Il faisait juste partie de la
short-list de Wakat-Séra pour succéder au Premier ministre Patrick Achi. «A moins que le chef de l’Etat ne ramène,
déjouant toutes les prévisions des bookmakers politiques, Patrick Achi au
poste», avions-nous écrit. C’est chose faite et c’est en véritable DJ d’une
matinée que Alassane Ouattara a fait l’atalaku* de son désormais vice-président
qu’il a présenté comme «un technocrate hors-pair, un brillant économiste, un
homme compétent et travailleur». Tiemoko Meyliet Koné, c’est donc la surprise
du chef, le chef qui a entretenu un vrai faux suspense, pendant une semaine
avant de reconduire son Premier ministre démissionnaire qui doit rendre public,
au plus tard ce vendredi, un gouvernement resserré d’une trentaine de membres.

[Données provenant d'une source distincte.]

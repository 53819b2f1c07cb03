//! PlaybackSession — the single source of truth for "what should be playing".
//!
//! One live record, shared across every screen (surah reader, radio list,
//! global player bar). Views never touch its fields; they go through the
//! four intents: `select_verse`, `select_station`, `toggle_play_pause`,
//! `clear`. Each intent replaces the whole record, never part of it, so a
//! verse context and a station context can never coexist.
//!
//! The player core observes the record after every mutation and drives the
//! transport toward it; `is_playing` is desired state, not actual transport
//! state (that is [`PlaybackStatus`], derived from mpv observations).

use std::sync::Arc;

use serde::{Deserialize, Serialize};
use tokio::sync::RwLock;

use crate::types::{Ayah, Station, SurahDetail};

/// The current selection. The media URL is derived from the variant, so
/// "URL present iff something is selected" holds by construction.
#[derive(Debug, Clone, Default)]
pub enum NowPlaying {
    #[default]
    Idle,
    Verse {
        surah: SurahDetail,
        ayah: Ayah,
    },
    Station(Station),
}

impl NowPlaying {
    pub fn media_url(&self) -> Option<&str> {
        match self {
            NowPlaying::Idle => None,
            NowPlaying::Verse { ayah, .. } => Some(ayah.audio.as_str()),
            NowPlaying::Station(station) => Some(station.url.as_str()),
        }
    }

    pub fn is_idle(&self) -> bool {
        matches!(self, NowPlaying::Idle)
    }
}

/// Actual transport state as observed from mpv — what the UI renders next
/// to the desired `is_playing` flag.
#[derive(Debug, Clone, Copy, Serialize, Deserialize, PartialEq, Default)]
pub enum PlaybackStatus {
    #[default]
    Idle, // nothing loaded / explicitly stopped
    Connecting, // loadfile sent, mpv buffering/connecting
    Playing,    // audio flowing
    Paused,     // explicitly paused
    Error,      // failed to play (timeout or mpv error)
}

#[derive(Debug, Clone, Default)]
pub struct PlaybackSession {
    pub current: NowPlaying,
    /// Desired transport state. Only meaningful while something is selected.
    pub is_playing: bool,
    /// Monotonic revision counter — incremented on every mutation.
    pub rev: u64,
}

impl PlaybackSession {
    pub fn media_url(&self) -> Option<&str> {
        self.current.media_url()
    }

    /// True when `ayah` of `surah_number` is the selected verse.
    pub fn is_current_verse(&self, surah_number: u32, number_in_surah: u32) -> bool {
        match &self.current {
            NowPlaying::Verse { surah, ayah } => {
                surah.number == surah_number && ayah.number_in_surah == number_in_surah
            }
            _ => false,
        }
    }

    pub fn is_current_station(&self, station_id: u32) -> bool {
        matches!(&self.current, NowPlaying::Station(s) if s.id == station_id)
    }

    /// Select a verse for playback. Replaces any prior selection outright,
    /// radio included, and requests playback.
    pub fn select_verse(&mut self, surah: SurahDetail, ayah: Ayah) {
        self.current = NowPlaying::Verse { surah, ayah };
        self.is_playing = true;
        self.rev += 1;
    }

    /// Select a station. Re-invoking on the station that is already selected
    /// and playing pauses in place instead of restarting the stream.
    pub fn select_station(&mut self, station: Station) {
        if self.is_playing {
            if let NowPlaying::Station(current) = &self.current {
                if current.id == station.id {
                    self.is_playing = false;
                    self.rev += 1;
                    return;
                }
            }
        }
        self.current = NowPlaying::Station(station);
        self.is_playing = true;
        self.rev += 1;
    }

    /// Flip the desired play state. No-op while nothing is selected.
    pub fn toggle_play_pause(&mut self) {
        if self.media_url().is_none() {
            return;
        }
        self.is_playing = !self.is_playing;
        self.rev += 1;
    }

    /// Reset to the empty state. Reachable (and harmless) from any state.
    pub fn clear(&mut self) {
        self.current = NowPlaying::Idle;
        self.is_playing = false;
        self.rev += 1;
    }
}

// ── auto-advance ──────────────────────────────────────────────────────────────

/// What a completion signal did to the session.
#[derive(Debug, Clone, Copy, PartialEq)]
pub enum CompletionOutcome {
    /// The signal was for a URL the session no longer points at; ignored.
    Stale,
    /// The selection is not a verse (station or idle); ignored.
    NotVerse,
    /// Moved to the next verse of the same surah, still playing.
    Advanced,
    /// The finished verse was the last one; session cleared.
    Finished,
}

/// Apply the "continue reading" rule for a natural end-of-media signal.
///
/// `ended_url` is the URL the transport finished playing. If the session has
/// since been pointed elsewhere the signal is stale and must not mutate the
/// now-current selection. A verse that cannot be found in its own surah's
/// sequence is treated as the last verse — this is a convenience feature and
/// must never escalate a data inconsistency into a failure.
pub fn handle_completion(session: &mut PlaybackSession, ended_url: &str) -> CompletionOutcome {
    if session.media_url() != Some(ended_url) {
        return CompletionOutcome::Stale;
    }

    let NowPlaying::Verse { surah, ayah } = &session.current else {
        return CompletionOutcome::NotVerse;
    };

    let next = surah
        .ayahs
        .iter()
        .position(|a| a.number_in_surah == ayah.number_in_surah)
        .and_then(|i| surah.ayahs.get(i + 1))
        .cloned();

    match next {
        Some(next_ayah) => {
            let surah = surah.clone();
            session.select_verse(surah, next_ayah);
            CompletionOutcome::Advanced
        }
        None => {
            session.clear();
            CompletionOutcome::Finished
        }
    }
}

// ── shared handle ─────────────────────────────────────────────────────────────

/// Shared handle to the one live [`PlaybackSession`].
///
/// The player core is the only writer (it receives the intents); views read
/// snapshots. Mutation is confined to the core's event loop, so the lock is
/// only ever briefly contended.
#[derive(Clone)]
pub struct SessionManager {
    session: Arc<RwLock<PlaybackSession>>,
}

impl SessionManager {
    pub fn new() -> Self {
        Self {
            session: Arc::new(RwLock::new(PlaybackSession::default())),
        }
    }

    pub async fn snapshot(&self) -> PlaybackSession {
        self.session.read().await.clone()
    }

    pub async fn select_verse(&self, surah: SurahDetail, ayah: Ayah) -> PlaybackSession {
        let mut s = self.session.write().await;
        s.select_verse(surah, ayah);
        s.clone()
    }

    pub async fn select_station(&self, station: Station) -> PlaybackSession {
        let mut s = self.session.write().await;
        s.select_station(station);
        s.clone()
    }

    pub async fn toggle_play_pause(&self) -> PlaybackSession {
        let mut s = self.session.write().await;
        s.toggle_play_pause();
        s.clone()
    }

    pub async fn clear(&self) -> PlaybackSession {
        let mut s = self.session.write().await;
        s.clear();
        s.clone()
    }

    /// Run the auto-advance rule against the live session.
    pub async fn handle_completion(&self, ended_url: &str) -> (CompletionOutcome, PlaybackSession) {
        let mut s = self.session.write().await;
        let outcome = handle_completion(&mut s, ended_url);
        (outcome, s.clone())
    }
}

impl Default for SessionManager {
    fn default() -> Self {
        Self::new()
    }
}

#[cfg(test)]
mod tests {
    use super::*;

    fn ayah(number_in_surah: u32) -> Ayah {
        Ayah {
            number: 100 + number_in_surah,
            number_in_surah,
            text: format!("verse {}", number_in_surah),
            audio: format!("https://cdn.example/audio/{}.mp3", 100 + number_in_surah),
        }
    }

    fn surah(verses: &[u32]) -> SurahDetail {
        SurahDetail {
            number: 18,
            name: "الكهف".into(),
            english_name: "Al-Kahf".into(),
            number_of_ayahs: verses.len() as u32,
            ayahs: verses.iter().map(|&n| ayah(n)).collect(),
            ..Default::default()
        }
    }

    fn station() -> Station {
        Station {
            id: 7,
            name: "Idhaa".into(),
            url: "https://stream.example/live".into(),
        }
    }

    #[test]
    fn select_verse_sets_playing_and_url() {
        let mut s = PlaybackSession::default();
        let su = surah(&[1, 2, 3]);
        s.select_verse(su.clone(), su.ayahs[1].clone());
        assert!(s.is_playing);
        assert_eq!(s.media_url(), Some(su.ayahs[1].audio.as_str()));
        assert!(s.is_current_verse(18, 2));
    }

    #[test]
    fn select_station_replaces_verse_context_entirely() {
        let mut s = PlaybackSession::default();
        let su = surah(&[1, 2]);
        s.select_verse(su.clone(), su.ayahs[0].clone());
        s.select_station(station());
        assert!(matches!(s.current, NowPlaying::Station(_)));
        assert!(!s.is_current_verse(18, 1));
        assert_eq!(s.media_url(), Some("https://stream.example/live"));
        assert!(s.is_playing);
    }

    #[test]
    fn reselecting_playing_station_pauses_in_place() {
        let mut s = PlaybackSession::default();
        s.select_station(station());
        assert!(s.is_playing);
        s.select_station(station());
        assert!(!s.is_playing);
        // Selection and URL untouched — pause, not restart.
        assert!(s.is_current_station(7));
        assert_eq!(s.media_url(), Some("https://stream.example/live"));
        // A third call plays again (the guard requires is_playing).
        s.select_station(station());
        assert!(s.is_playing);
    }

    #[test]
    fn selecting_a_different_station_while_playing_switches() {
        let mut s = PlaybackSession::default();
        s.select_station(station());
        let other = Station {
            id: 8,
            name: "Other".into(),
            url: "https://stream.example/other".into(),
        };
        s.select_station(other);
        assert!(s.is_playing);
        assert!(s.is_current_station(8));
    }

    #[test]
    fn toggle_is_noop_when_idle() {
        let mut s = PlaybackSession::default();
        let rev = s.rev;
        s.toggle_play_pause();
        assert!(!s.is_playing);
        assert_eq!(s.rev, rev);
    }

    #[test]
    fn toggle_flips_when_loaded() {
        let mut s = PlaybackSession::default();
        s.select_station(station());
        s.toggle_play_pause();
        assert!(!s.is_playing);
        s.toggle_play_pause();
        assert!(s.is_playing);
    }

    #[test]
    fn clear_is_idempotent_from_any_state() {
        let mut s = PlaybackSession::default();
        let su = surah(&[1, 2]);
        s.select_verse(su.clone(), su.ayahs[0].clone());
        s.clear();
        assert!(s.current.is_idle());
        assert!(!s.is_playing);
        assert_eq!(s.media_url(), None);
        s.clear();
        assert!(s.current.is_idle());
        assert!(!s.is_playing);
        assert_eq!(s.media_url(), None);
    }

    #[test]
    fn completion_advances_to_next_verse() {
        let mut s = PlaybackSession::default();
        let su = surah(&[1, 2, 3]);
        s.select_verse(su.clone(), su.ayahs[1].clone());
        let ended = s.media_url().unwrap().to_string();
        let outcome = handle_completion(&mut s, &ended);
        assert_eq!(outcome, CompletionOutcome::Advanced);
        assert!(s.is_current_verse(18, 3));
        assert!(s.is_playing);
    }

    #[test]
    fn completion_on_last_verse_clears() {
        let mut s = PlaybackSession::default();
        let su = surah(&[1, 2, 3]);
        s.select_verse(su.clone(), su.ayahs[2].clone());
        let ended = s.media_url().unwrap().to_string();
        let outcome = handle_completion(&mut s, &ended);
        assert_eq!(outcome, CompletionOutcome::Finished);
        assert!(s.current.is_idle());
        assert!(!s.is_playing);
    }

    #[test]
    fn completion_advance_follows_verse_identity_not_index() {
        // Sequence with a gap: 1, 3, 7. After 3 comes 7.
        let mut s = PlaybackSession::default();
        let su = surah(&[1, 3, 7]);
        s.select_verse(su.clone(), su.ayahs[1].clone());
        let ended = s.media_url().unwrap().to_string();
        assert_eq!(handle_completion(&mut s, &ended), CompletionOutcome::Advanced);
        assert!(s.is_current_verse(18, 7));
    }

    #[test]
    fn completion_with_verse_missing_from_sequence_clears() {
        let mut s = PlaybackSession::default();
        let su = surah(&[1, 2, 3]);
        // A verse that is not in its own surah's sequence.
        s.select_verse(su.clone(), ayah(99));
        let ended = s.media_url().unwrap().to_string();
        let outcome = handle_completion(&mut s, &ended);
        assert_eq!(outcome, CompletionOutcome::Finished);
        assert!(s.current.is_idle());
    }

    #[test]
    fn stale_completion_does_not_mutate_session() {
        let mut s = PlaybackSession::default();
        let su = surah(&[1, 2, 3]);
        s.select_verse(su.clone(), su.ayahs[0].clone());
        let old_url = s.media_url().unwrap().to_string();
        // User switched to radio before the old verse's signal arrived.
        s.select_station(station());
        let rev = s.rev;
        let outcome = handle_completion(&mut s, &old_url);
        assert_eq!(outcome, CompletionOutcome::Stale);
        assert_eq!(s.rev, rev);
        assert!(s.is_current_station(7));
        assert!(s.is_playing);
    }

    #[test]
    fn completion_for_station_is_ignored() {
        let mut s = PlaybackSession::default();
        s.select_station(station());
        let url = s.media_url().unwrap().to_string();
        assert_eq!(handle_completion(&mut s, &url), CompletionOutcome::NotVerse);
        assert!(s.is_current_station(7));
    }
}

Le précédent en comptait 41.
Patrick Jérôme Achi et sa troupe
auront pour tâche de porter les priorités du président ivoirien pour 2022,
actions qui tournent principalement autour de l’accélération de
l’industrialisation et la transformation locale des matières premières, la
poursuite du deuxième programme social du gouvernement, l’emploi des jeunes, et
la bonne gouvernance et la lutte contre la corruption. Sans oublier ce chantier
de la réconciliation nationale qui avance d’un pas et recule de plusieurs
autres. La corvée ne sera pas des plus simples. Le gouvernement amaigri par le
régime d’austérité que lui impose le président de la république pour contenir
la conjoncture économique internationale difficile et ramener le train de vie
de l’Etat à des proportions décentes, ne bénéficiera d’aucun état de grâce de
la part de populations prises à la gorge par la cherté de la vie.
Du reste, quelle sera la
composition de ce gouvernement pour lequel on annonce de nombreux partants,
donc de nouveaux arrivants qui auront peu de temps pour prendre leurs marques,
avant la constitution de l’équipe de combat qui ira à l’assaut de la présidentielle
de 2025?
L’opposition y fera sans douteson
entrée, mais risque de se contenter de la portion congrue. Le Rassemblement des
houphouétistes pour la démocratie et le progrès (RHDP) au pouvoir, se taillera
logiquement la part d’éléphant, pardon du lion. Les portefeuilles stratégiques
comme ceux de l’économie, des ressources minières, des infrastructures
portuaires et routières, sauf miracle ou calcul politicien bien pensé,
resteront dans la famille RHDP. Le maroquin de la Défense, lui, augmentera peut-être
de taille, par rapport à la stature de son détenteur qui n’est autre que le
frère cadet du chef de l’Etat, celui qu’on appelle «Photocopie» et qui se nomme
à l’état civil, Téné Birahima Ouattara. Et à qui sont prêtées beaucoup
d’ambitions.
Question: que devient la jeunesse
à qui promesse avait été faite de passer le témoin du pouvoir par les
dinosaures? En tout cas, dans les dernières nominations des têtes de proue, il
n’y rien de nouveau sur les berges de la lagune Ebrié et les jeunes devront
continuer à ronger leur frein. Surtout que la nouvelle constitution ayant remis
les compteurs à zéro, Alassane Ouattara pourrait bien être candidat à sa propre
succession en 2025.
Et les chances de Alassane
Ouattara, qui demeure le maître du jeu et du temps, de briguer un autre mandat
seront confortées par cette épée de Damoclès judiciaire qui plane encore sur la
tête de son opposant de toujours, Laurent Gbagbo. Ce dernier a été, en effet,
condamné par contumace par la justice de son pays, le 18 janvier 2018, à 20 ans
de prison dans l’affaire dite du «braquage» de l’agence nationale ivoirienne de
la BCEAO, lors de la crise post-électorale de 2010-2011.
Mais beaucoup de surprises
peuvent encore se dresser sur la route qui mène à 2025! Pour le moment, les
Ivoiriens sont en attente du prochain gouvernement de Patrick Achi qui devrait
être dévoilé avant la fin de cette semaine.